Briefly attending Gallaudet University, Henner transferred to Illinois State University. Expelled from the deaf education program for challenging its views of deaf children, Henner graduated in 2005 with a bachelors in philosophy. In 2008, Henner was awarded a master's in psychology from Walden University. Under the supervision of Robert J. Hoffmeister, Henner was awarded his Doctor of Education in Developmental Studies form Boston University.

He was a Visiting Assistant Professor at the College of the Holy Cross for one year. This is where he began his longstanding collaboration with Octavian Robinson, who introduced him to disability theory, disability justice, and deaf epistemologies. In 2016, Henner became an Assistant Professor in Professions in Deafness at the University of North Carolina Greensboro School of Education. Promoted to Associate Professor in 2022, Henner was the university's the first Deaf tenured professor.

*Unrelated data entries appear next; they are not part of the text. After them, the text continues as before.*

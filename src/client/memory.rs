//! In-memory object store
//!
//! Behaves like a single-region S3 endpoint for the calls the adapter makes:
//! ordered keys, prefix/delimiter listings with continuation tokens, canned
//! ACLs surfaced as grants. Per-operation call counters and failure injection
//! make it suitable as a test double.

use std::collections::{BTreeMap, HashMap};
use std::io;
use std::sync::atomic::{AtomicUsize, Ordering};

use async_trait::async_trait;
use bytes::Bytes;
use chrono::{DateTime, Utc};
use dashmap::DashMap;
use futures::stream;
use parking_lot::RwLock;
use tracing::trace;

use super::{
    CannedAcl, GetObjectOutput, Grant, HeadObjectOutput, ListPage, ListRequest, ObjectClient,
    ObjectEntry, Permission, ProviderResult, UploadOutput, PUBLIC_GRANT_URI,
};
use crate::config::{MetaOption, ObjectOptions};
use crate::error::ProviderError;

/// Canonical id reported as the owner of every object
pub const OWNER_ID: &str = "memory-owner";

/// Default maximum number of entries per listing page
const DEFAULT_PAGE_SIZE: usize = 1000;

/// Operations tracked by [`MemoryClient`]
#[derive(Debug, Clone, Copy, PartialEq, Eq, Hash)]
pub enum Operation {
    HeadObject,
    GetObject,
    PutObject,
    DeleteObject,
    DeleteMatchingObjects,
    CopyObject,
    GetObjectAcl,
    PutObjectAcl,
    ListObjects,
}

impl Operation {
    fn as_str(&self) -> &'static str {
        match self {
            Operation::HeadObject => "HeadObject",
            Operation::GetObject => "GetObject",
            Operation::PutObject => "PutObject",
            Operation::DeleteObject => "DeleteObject",
            Operation::DeleteMatchingObjects => "DeleteObjects",
            Operation::CopyObject => "CopyObject",
            Operation::GetObjectAcl => "GetObjectAcl",
            Operation::PutObjectAcl => "PutObjectAcl",
            Operation::ListObjects => "ListObjectsV2",
        }
    }
}

/// Stored object
#[derive(Debug, Clone)]
pub struct StoredObject {
    pub data: Bytes,
    pub content_type: Option<String>,
    pub metadata: HashMap<String, String>,
    pub storage_class: Option<String>,
    pub acl: CannedAcl,
    pub etag: String,
    pub version: u64,
    pub last_modified: DateTime<Utc>,
}

type ObjectKey = (String, String);

/// In-memory [`ObjectClient`]
#[derive(Debug)]
pub struct MemoryClient {
    objects: RwLock<BTreeMap<ObjectKey, StoredObject>>,
    calls: DashMap<Operation, usize>,
    failures: DashMap<Operation, ProviderError>,
    interrupt_reads_after: RwLock<Option<usize>>,
    page_size: usize,
    next_version: AtomicUsize,
}

impl Default for MemoryClient {
    fn default() -> Self {
        Self::new()
    }
}

impl MemoryClient {
    pub fn new() -> Self {
        Self {
            objects: RwLock::new(BTreeMap::new()),
            calls: DashMap::new(),
            failures: DashMap::new(),
            interrupt_reads_after: RwLock::new(None),
            page_size: DEFAULT_PAGE_SIZE,
            next_version: AtomicUsize::new(1),
        }
    }

    /// Limit listing pages to `page_size` entries
    pub fn with_page_size(mut self, page_size: usize) -> Self {
        self.page_size = page_size.max(1);
        self
    }

    /// Store an object directly, bypassing call accounting
    pub fn insert(&self, bucket: &str, key: &str, data: impl Into<Bytes>) {
        let object = self.new_object(data.into(), CannedAcl::Private, &ObjectOptions::new());
        self.objects
            .write()
            .insert((bucket.to_string(), key.to_string()), object);
    }

    /// Snapshot of a stored object
    pub fn object(&self, bucket: &str, key: &str) -> Option<StoredObject> {
        self.objects
            .read()
            .get(&(bucket.to_string(), key.to_string()))
            .cloned()
    }

    /// Number of times `operation` was invoked
    pub fn calls(&self, operation: Operation) -> usize {
        self.calls.get(&operation).map(|c| *c).unwrap_or(0)
    }

    /// Total number of calls across all operations
    pub fn total_calls(&self) -> usize {
        self.calls.iter().map(|c| *c.value()).sum()
    }

    pub fn reset_calls(&self) {
        self.calls.clear();
    }

    /// Make every subsequent call of `operation` fail with `error`
    pub fn fail(&self, operation: Operation, error: ProviderError) {
        self.failures.insert(operation, error);
    }

    /// Make every subsequent call of `operation` fail with an HTTP status
    pub fn fail_with_status(&self, operation: Operation, status: u16) {
        let error = if status == 404 {
            ProviderError::not_found("injected")
        } else {
            ProviderError::Service {
                operation: operation.as_str(),
                status,
                code: None,
                message: format!("injected {} failure", status),
            }
        };
        self.fail(operation, error);
    }

    /// Make object bodies fail with a connection reset after `bytes` bytes
    pub fn interrupt_reads_after(&self, bytes: usize) {
        *self.interrupt_reads_after.write() = Some(bytes);
    }

    pub fn clear_failures(&self) {
        self.failures.clear();
        *self.interrupt_reads_after.write() = None;
    }

    fn begin(&self, operation: Operation) -> ProviderResult<()> {
        *self.calls.entry(operation).or_insert(0) += 1;
        match self.failures.get(&operation) {
            Some(error) => Err(error.value().clone()),
            None => Ok(()),
        }
    }

    fn new_object(&self, data: Bytes, acl: CannedAcl, options: &ObjectOptions) -> StoredObject {
        let version = self.next_version.fetch_add(1, Ordering::SeqCst) as u64;
        StoredObject {
            etag: format!("\"{:016x}{:08x}\"", version, data.len()),
            content_type: options.get(MetaOption::ContentType).map(str::to_string),
            metadata: options.metadata().clone(),
            storage_class: options.get(MetaOption::StorageClass).map(str::to_string),
            data,
            acl,
            version,
            last_modified: Utc::now(),
        }
    }

    fn head_of(object: &StoredObject) -> HeadObjectOutput {
        HeadObjectOutput {
            content_length: Some(object.data.len() as u64),
            content_type: object.content_type.clone(),
            last_modified: Some(object.last_modified),
            etag: Some(object.etag.clone()),
            storage_class: object.storage_class.clone(),
            version_id: Some(object.version.to_string()),
            metadata: object.metadata.clone(),
        }
    }

    fn grants_of(object: &StoredObject) -> Vec<Grant> {
        let mut grants = vec![Grant {
            grantee_uri: None,
            grantee_id: Some(OWNER_ID.to_string()),
            permission: Permission::FullControl,
        }];
        if object.acl.is_public() {
            grants.push(Grant {
                grantee_uri: Some(PUBLIC_GRANT_URI.to_string()),
                grantee_id: None,
                permission: Permission::Read,
            });
        }
        if object.acl == CannedAcl::PublicReadWrite {
            grants.push(Grant {
                grantee_uri: Some(PUBLIC_GRANT_URI.to_string()),
                grantee_id: None,
                permission: Permission::Write,
            });
        }
        grants
    }
}

#[async_trait]
impl ObjectClient for MemoryClient {
    async fn head_object(
        &self,
        bucket: &str,
        key: &str,
        _options: &ObjectOptions,
    ) -> ProviderResult<HeadObjectOutput> {
        trace!("memory head_object: bucket={} key={}", bucket, key);
        self.begin(Operation::HeadObject)?;
        self.object(bucket, key)
            .map(|object| Self::head_of(&object))
            .ok_or_else(|| ProviderError::not_found(key))
    }

    async fn get_object(
        &self,
        bucket: &str,
        key: &str,
        _options: &ObjectOptions,
    ) -> ProviderResult<GetObjectOutput> {
        trace!("memory get_object: bucket={} key={}", bucket, key);
        self.begin(Operation::GetObject)?;
        let object = self
            .object(bucket, key)
            .ok_or_else(|| ProviderError::not_found(key))?;

        let chunks = match *self.interrupt_reads_after.read() {
            Some(bytes) => {
                let cut = bytes.min(object.data.len());
                vec![
                    Ok(object.data.slice(..cut)),
                    Err(io::Error::new(io::ErrorKind::ConnectionReset, "connection reset")),
                ]
            }
            None => vec![Ok(object.data.clone())],
        };

        Ok(GetObjectOutput {
            head: Self::head_of(&object),
            body: Box::pin(stream::iter(chunks)),
        })
    }

    async fn put_object(
        &self,
        bucket: &str,
        key: &str,
        body: Bytes,
        acl: CannedAcl,
        options: &ObjectOptions,
    ) -> ProviderResult<UploadOutput> {
        trace!("memory put_object: bucket={} key={} size={}", bucket, key, body.len());
        self.begin(Operation::PutObject)?;
        let object = self.new_object(body, acl, options);
        let output = UploadOutput {
            etag: Some(object.etag.clone()),
            version_id: Some(object.version.to_string()),
        };
        self.objects
            .write()
            .insert((bucket.to_string(), key.to_string()), object);
        Ok(output)
    }

    async fn delete_object(&self, bucket: &str, key: &str) -> ProviderResult<()> {
        trace!("memory delete_object: bucket={} key={}", bucket, key);
        self.begin(Operation::DeleteObject)?;
        self.objects
            .write()
            .remove(&(bucket.to_string(), key.to_string()));
        Ok(())
    }

    async fn delete_matching_objects(&self, bucket: &str, prefix: &str) -> ProviderResult<()> {
        trace!("memory delete_matching_objects: bucket={} prefix={}", bucket, prefix);
        self.begin(Operation::DeleteMatchingObjects)?;
        self.objects
            .write()
            .retain(|(b, k), _| !(b == bucket && k.starts_with(prefix)));
        Ok(())
    }

    async fn copy_object(
        &self,
        source_bucket: &str,
        source_key: &str,
        bucket: &str,
        key: &str,
        acl: CannedAcl,
        _options: &ObjectOptions,
    ) -> ProviderResult<()> {
        trace!(
            "memory copy_object: {}/{} -> {}/{}",
            source_bucket,
            source_key,
            bucket,
            key
        );
        self.begin(Operation::CopyObject)?;
        let source = self
            .object(source_bucket, source_key)
            .ok_or_else(|| ProviderError::not_found(source_key))?;

        let mut copy = source.clone();
        copy.acl = acl;
        copy.version = self.next_version.fetch_add(1, Ordering::SeqCst) as u64;
        copy.last_modified = Utc::now();
        self.objects
            .write()
            .insert((bucket.to_string(), key.to_string()), copy);
        Ok(())
    }

    async fn get_object_acl(&self, bucket: &str, key: &str) -> ProviderResult<Vec<Grant>> {
        trace!("memory get_object_acl: bucket={} key={}", bucket, key);
        self.begin(Operation::GetObjectAcl)?;
        self.object(bucket, key)
            .map(|object| Self::grants_of(&object))
            .ok_or_else(|| ProviderError::not_found(key))
    }

    async fn put_object_acl(&self, bucket: &str, key: &str, acl: CannedAcl) -> ProviderResult<()> {
        trace!("memory put_object_acl: bucket={} key={} acl={}", bucket, key, acl.as_str());
        self.begin(Operation::PutObjectAcl)?;
        let mut objects = self.objects.write();
        let object = objects
            .get_mut(&(bucket.to_string(), key.to_string()))
            .ok_or_else(|| ProviderError::not_found(key))?;
        object.acl = acl;
        Ok(())
    }

    async fn list_objects_page(
        &self,
        request: &ListRequest,
        token: Option<String>,
    ) -> ProviderResult<ListPage> {
        trace!(
            "memory list_objects_page: bucket={} prefix={} delimiter={:?} token={:?}",
            request.bucket,
            request.prefix,
            request.delimiter,
            token
        );
        self.begin(Operation::ListObjects)?;

        let limit = request
            .max_keys
            .map(|n| n.max(0) as usize)
            .unwrap_or(self.page_size)
            .min(self.page_size);

        let objects = self.objects.read();
        let mut page = ListPage::default();
        let mut returned = 0;
        let mut last: Option<String> = None;

        let keys = objects
            .iter()
            .filter(|((b, k), _)| b == &request.bucket && k.starts_with(&request.prefix));

        for ((_, key), object) in keys {
            if let Some(token) = &token {
                // A token ending in the delimiter is a common prefix already returned
                let rolled_up = request
                    .delimiter
                    .as_deref()
                    .is_some_and(|d| token.ends_with(d) && key.starts_with(token.as_str()));
                if key.as_str() <= token.as_str() || rolled_up {
                    continue;
                }
            }

            let common_prefix = request.delimiter.as_deref().and_then(|d| {
                let rest = &key[request.prefix.len()..];
                rest.find(d)
                    .map(|idx| format!("{}{}", request.prefix, &rest[..idx + d.len()]))
            });

            if let Some(cp) = &common_prefix {
                if page.common_prefixes.last() == Some(cp) {
                    continue;
                }
            }

            if returned == limit {
                page.next_token = last;
                return Ok(page);
            }

            match common_prefix {
                Some(cp) => {
                    last = Some(cp.clone());
                    page.common_prefixes.push(cp);
                }
                None => {
                    last = Some(key.clone());
                    page.contents.push(ObjectEntry {
                        key: key.clone(),
                        size: Some(object.data.len() as u64),
                        last_modified: Some(object.last_modified),
                        etag: Some(object.etag.clone()),
                        storage_class: object
                            .storage_class
                            .clone()
                            .or_else(|| Some("STANDARD".to_string())),
                    });
                }
            }
            returned += 1;
        }

        Ok(page)
    }
}
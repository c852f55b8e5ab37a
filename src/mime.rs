//! MIME type resolution
//!
//! Remote keys are resolved purely by extension. Content sniffing is only
//! attempted when the path happens to name an existing local file.

use std::fs::File;
use std::io::Read;
use std::path::Path;

/// Content type used when nothing more specific is known
pub const DEFAULT_MIMETYPE: &str = "application/octet-stream";

/// Number of leading bytes inspected when sniffing a local file
const SNIFF_LEN: usize = 512;

/// Magic number signatures, checked in order
const SIGNATURES: &[(&[u8], &str)] = &[
    (b"\x89PNG\r\n\x1a\n", "image/png"),
    (b"\xff\xd8\xff", "image/jpeg"),
    (b"GIF87a", "image/gif"),
    (b"GIF89a", "image/gif"),
    (b"%PDF-", "application/pdf"),
    (b"PK\x03\x04", "application/zip"),
    (b"\x1f\x8b", "application/gzip"),
    (b"BZh", "application/x-bzip2"),
    (b"7z\xbc\xaf\x27\x1c", "application/x-7z-compressed"),
    (b"ID3", "audio/mpeg"),
    (b"OggS", "audio/ogg"),
    (b"fLaC", "audio/flac"),
    (b"\x1a\x45\xdf\xa3", "video/webm"),
    (b"\x00asm", "application/wasm"),
];

/// Look up the MIME type for a path's extension
///
/// When the table lists several types for an extension the first one wins.
pub fn from_extension(path: &str) -> Option<&'static str> {
    let name = path.rsplit('/').next().unwrap_or(path);
    let (stem, ext) = name.rsplit_once('.')?;
    if stem.is_empty() || ext.is_empty() {
        return None;
    }
    mime_guess::from_ext(ext).first_raw()
}

/// Resolve the MIME type for a path
///
/// Falls back to sniffing only when `path` is an existing local file, and to
/// [`DEFAULT_MIMETYPE`] otherwise.
pub fn detect(path: &str) -> String {
    if let Some(mimetype) = from_extension(path) {
        return mimetype.to_string();
    }

    let local = Path::new(path);
    if local.is_file() {
        if let Some(mimetype) = sniff_file(local) {
            return mimetype.to_string();
        }
    }

    DEFAULT_MIMETYPE.to_string()
}

fn sniff_file(path: &Path) -> Option<&'static str> {
    let mut head = Vec::with_capacity(SNIFF_LEN);
    File::open(path)
        .ok()?
        .take(SNIFF_LEN as u64)
        .read_to_end(&mut head)
        .ok()?;
    sniff(&head)
}

/// Guess a MIME type from leading content bytes
pub fn sniff(head: &[u8]) -> Option<&'static str> {
    if head.is_empty() {
        return None;
    }

    if let Some((_, mimetype)) = SIGNATURES.iter().find(|(magic, _)| head.starts_with(magic)) {
        return Some(*mimetype);
    }

    if head.len() >= 12 && &head[0..4] == b"RIFF" && &head[8..12] == b"WEBP" {
        return Some("image/webp");
    }

    // A truncated multi-byte sequence at the end of the sample is still text
    let text = match std::str::from_utf8(head) {
        Ok(text) => text,
        Err(e) if e.error_len().is_none() => std::str::from_utf8(&head[..e.valid_up_to()]).ok()?,
        Err(_) => return None,
    };

    if text.contains('\0') {
        return None;
    }
    Some("text/plain")
}

#[cfg(test)]
mod tests {
    use super::*;
    use std::io::Write;

    #[test]
    fn test_extension_table() {
        assert_eq!(from_extension("notes/todo.txt"), Some("text/plain"));
        assert_eq!(from_extension("img/logo.png"), Some("image/png"));
        assert_eq!(from_extension("data.json"), Some("application/json"));
        assert_eq!(from_extension("index.html"), Some("text/html"));
        assert_eq!(from_extension("clip.mp4"), Some("video/mp4"));
        assert_eq!(from_extension("UPPER.PDF"), Some("application/pdf"));
    }

    #[test]
    fn test_no_extension() {
        assert_eq!(from_extension("Makefile"), None);
        assert_eq!(from_extension("dir.d/Makefile"), None);
        assert_eq!(from_extension(".bashrc"), None);
        assert_eq!(from_extension("trailing."), None);
    }

    #[test]
    fn test_detect_remote_defaults_to_binary() {
        assert_eq!(detect("no/such/local/file"), DEFAULT_MIMETYPE);
        assert_eq!(detect("weird.unknownext"), DEFAULT_MIMETYPE);
        assert_eq!(detect("notes/todo.txt"), "text/plain");
    }

    #[test]
    fn test_detect_sniffs_local_file() {
        let mut file = tempfile::NamedTempFile::new().unwrap();
        file.write_all(b"\x89PNG\r\n\x1a\n\0\0\0\rIHDR").unwrap();
        let path = file.path().to_string_lossy().to_string();
        assert_eq!(detect(&path), "image/png");
    }

    #[test]
    fn test_sniff() {
        assert_eq!(sniff(b"%PDF-1.7"), Some("application/pdf"));
        assert_eq!(sniff(b"RIFF\0\0\0\0WEBPVP8 "), Some("image/webp"));
        assert_eq!(sniff(b"plain old text"), Some("text/plain"));
        assert_eq!(sniff(b"caf\xc3"), Some("text/plain"));
        assert_eq!(sniff(b"\0\x01\x02binary"), None);
        assert_eq!(sniff(b""), None);
    }
}
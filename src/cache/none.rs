//! Disabled session store
//!
//! Accepts writes and never returns anything, leaving only the adapter's
//! own instance-level cache in effect.

use std::collections::HashMap;

use super::SessionStore;
use crate::metadata::FileMetadata;

/// Session store that caches nothing
#[derive(Debug, Default, Clone, Copy)]
pub struct NoSessionStore;

impl SessionStore for NoSessionStore {
    fn put_listing(&self, _scope: &str, _directory: &str, _entries: HashMap<String, FileMetadata>) {}

    fn lookup(&self, _scope: &str, _path: &str) -> Option<FileMetadata> {
        None
    }

    fn clear(&self, _scope: &str) {}
}
//! Logical path <-> physical key translation
//!
//! Object stores have a flat key space. The adapter exposes logical paths
//! relative to an optional key prefix, so that several adapters can share a
//! bucket without seeing each other's objects.

use serde::{Deserialize, Serialize};

/// Path separator used for object keys
pub const SEPARATOR: char = '/';

/// Applies and strips the configured key prefix
#[derive(Debug, Clone, Default, PartialEq, Eq)]
pub struct PathPrefixer {
    /// Normalized prefix: empty, or no leading separator and exactly one trailing separator
    prefix: String,
}

impl PathPrefixer {
    pub fn new(prefix: impl AsRef<str>) -> Self {
        let trimmed = prefix
            .as_ref()
            .trim_start_matches(SEPARATOR)
            .trim_end_matches(['/', '\\']);

        let prefix = if trimmed.is_empty() {
            String::new()
        } else {
            format!("{}{}", trimmed, SEPARATOR)
        };

        Self { prefix }
    }

    pub fn prefix(&self) -> &str {
        &self.prefix
    }

    /// Convert a logical path to the physical key used against the store
    pub fn apply(&self, path: &str) -> String {
        let path = path.trim_start_matches(['/', '\\']);
        format!("{}{}", self.prefix, path)
    }

    /// Convert a physical key back to a logical path
    pub fn remove<'a>(&self, key: &'a str) -> &'a str {
        key.strip_prefix(self.prefix.as_str()).unwrap_or(key)
    }

    /// Physical key prefix under which the entries of a directory live
    pub fn directory_prefix(&self, directory: &str) -> String {
        let directory = directory.trim_end_matches(SEPARATOR);
        if directory.trim_start_matches(SEPARATOR).is_empty() {
            self.prefix.clone()
        } else {
            format!("{}{}", self.apply(directory), SEPARATOR)
        }
    }
}

/// Components derived from a logical path
#[derive(Debug, Clone, Default, PartialEq, Eq, Serialize, Deserialize)]
pub struct PathInfo {
    /// Parent directory, empty for top-level entries
    pub dirname: String,
    pub basename: String,
    pub filename: String,
    pub extension: Option<String>,
}

impl PathInfo {
    pub fn from_path(path: &str) -> Self {
        let path = path.trim_end_matches(SEPARATOR);
        let (dirname, basename) = match path.rsplit_once(SEPARATOR) {
            Some((dir, base)) => (dir.to_string(), base.to_string()),
            None => (String::new(), path.to_string()),
        };

        let (filename, extension) = match basename.rsplit_once('.') {
            Some((stem, ext)) if !stem.is_empty() => (stem.to_string(), Some(ext.to_string())),
            _ => (basename.clone(), None),
        };

        Self {
            dirname,
            basename,
            filename,
            extension,
        }
    }
}

/// Strip leading and trailing separators from a logical directory path
pub fn normalize_directory(directory: &str) -> &str {
    directory.trim_matches(SEPARATOR)
}

#[cfg(test)]
mod tests {
    use super::*;

    #[test]
    fn test_prefix_normalization() {
        assert_eq!(PathPrefixer::new("").prefix(), "");
        assert_eq!(PathPrefixer::new("/").prefix(), "");
        assert_eq!(PathPrefixer::new("uploads").prefix(), "uploads/");
        assert_eq!(PathPrefixer::new("/uploads/").prefix(), "uploads/");
        assert_eq!(PathPrefixer::new("//a/b//").prefix(), "a/b/");
    }

    #[test]
    fn test_apply_prefix() {
        let prefixer = PathPrefixer::new("uploads/");
        assert_eq!(prefixer.apply("notes/todo.txt"), "uploads/notes/todo.txt");
        assert_eq!(prefixer.apply("/notes/todo.txt"), "uploads/notes/todo.txt");
        assert_eq!(prefixer.apply("notes/"), "uploads/notes/");

        let bare = PathPrefixer::new("");
        assert_eq!(bare.apply("/notes/todo.txt"), "notes/todo.txt");
    }

    #[test]
    fn test_remove_inverts_apply() {
        let paths = [
            "todo.txt",
            "notes/todo.txt",
            "a/b/c/d.tar.gz",
            "dir/",
            "with space/and-dash_1",
            "",
        ];
        for prefix in ["", "uploads", "/deep/nested/prefix/"] {
            let prefixer = PathPrefixer::new(prefix);
            for path in paths {
                assert_eq!(prefixer.remove(&prefixer.apply(path)), path);
            }
        }
    }

    #[test]
    fn test_remove_foreign_key_untouched() {
        let prefixer = PathPrefixer::new("uploads");
        assert_eq!(prefixer.remove("other/key"), "other/key");
    }

    #[test]
    fn test_directory_prefix() {
        let prefixer = PathPrefixer::new("uploads");
        assert_eq!(prefixer.directory_prefix(""), "uploads/");
        assert_eq!(prefixer.directory_prefix("notes"), "uploads/notes/");
        assert_eq!(prefixer.directory_prefix("notes/"), "uploads/notes/");

        let bare = PathPrefixer::new("");
        assert_eq!(bare.directory_prefix(""), "");
        assert_eq!(bare.directory_prefix("/"), "");
        assert_eq!(bare.directory_prefix("a/b"), "a/b/");
    }

    #[test]
    fn test_path_info() {
        let info = PathInfo::from_path("notes/todo.txt");
        assert_eq!(info.dirname, "notes");
        assert_eq!(info.basename, "todo.txt");
        assert_eq!(info.filename, "todo");
        assert_eq!(info.extension.as_deref(), Some("txt"));

        let info = PathInfo::from_path("archive.tar.gz");
        assert_eq!(info.dirname, "");
        assert_eq!(info.filename, "archive.tar");
        assert_eq!(info.extension.as_deref(), Some("gz"));

        let info = PathInfo::from_path("a/.hidden");
        assert_eq!(info.filename, ".hidden");
        assert_eq!(info.extension, None);

        let info = PathInfo::from_path("a/b/");
        assert_eq!(info.dirname, "a");
        assert_eq!(info.basename, "b");
    }
}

Jon Henner was formerly married to Tamara Schmidt, with whom he had one child, and then went on to marry Emily Carrigan, with whom he had two children. On August 14, 2023, Henner died from cancer aged 40.

==Scholarly work==
In collaboration with Octavian Robinson, Henner originated a named framework, Crip Linguistics, for understanding the intersection of language and disability. This was first published in a 2023 manifesto, and then as The Crip Linguistics Reader. The core idea in this framework is that many common ways understanding language across linguistics, speech language pathology, and education, carry ableist and audist notions that some ways of using language are good and correct and others are bad or broken. Crip Linguistics instead holds that all the ways that people use language are deserving of dignity, a stance Henner captured in an often quoted line: "How you language is beautiful. Don’t let anyone tell you your languaging is wrong. Your language is the story of your life." In Crip Linguistics Goes to School, Henner and Robinson argued that education systems often police the language of disabled students, forcing children to conform to normative language practices (e.g., forcing deaf children to try to learn to hear and speak) in ways that are harmful. For deaf children, they argued, rather than expecting children to conform to normative language standards, "Teachers of the deaf must have attained the fluency in all languages that their students are expected to use." Following his death, the Journal of Deaf Studies and Deaf Education dedicated a special issue to the topic. Crip Linguistics has since been taken up by scholars across disciplines, informing research on sign language linguistic theory, the language practices of deaf immigrants, and disabled young children's early literacy.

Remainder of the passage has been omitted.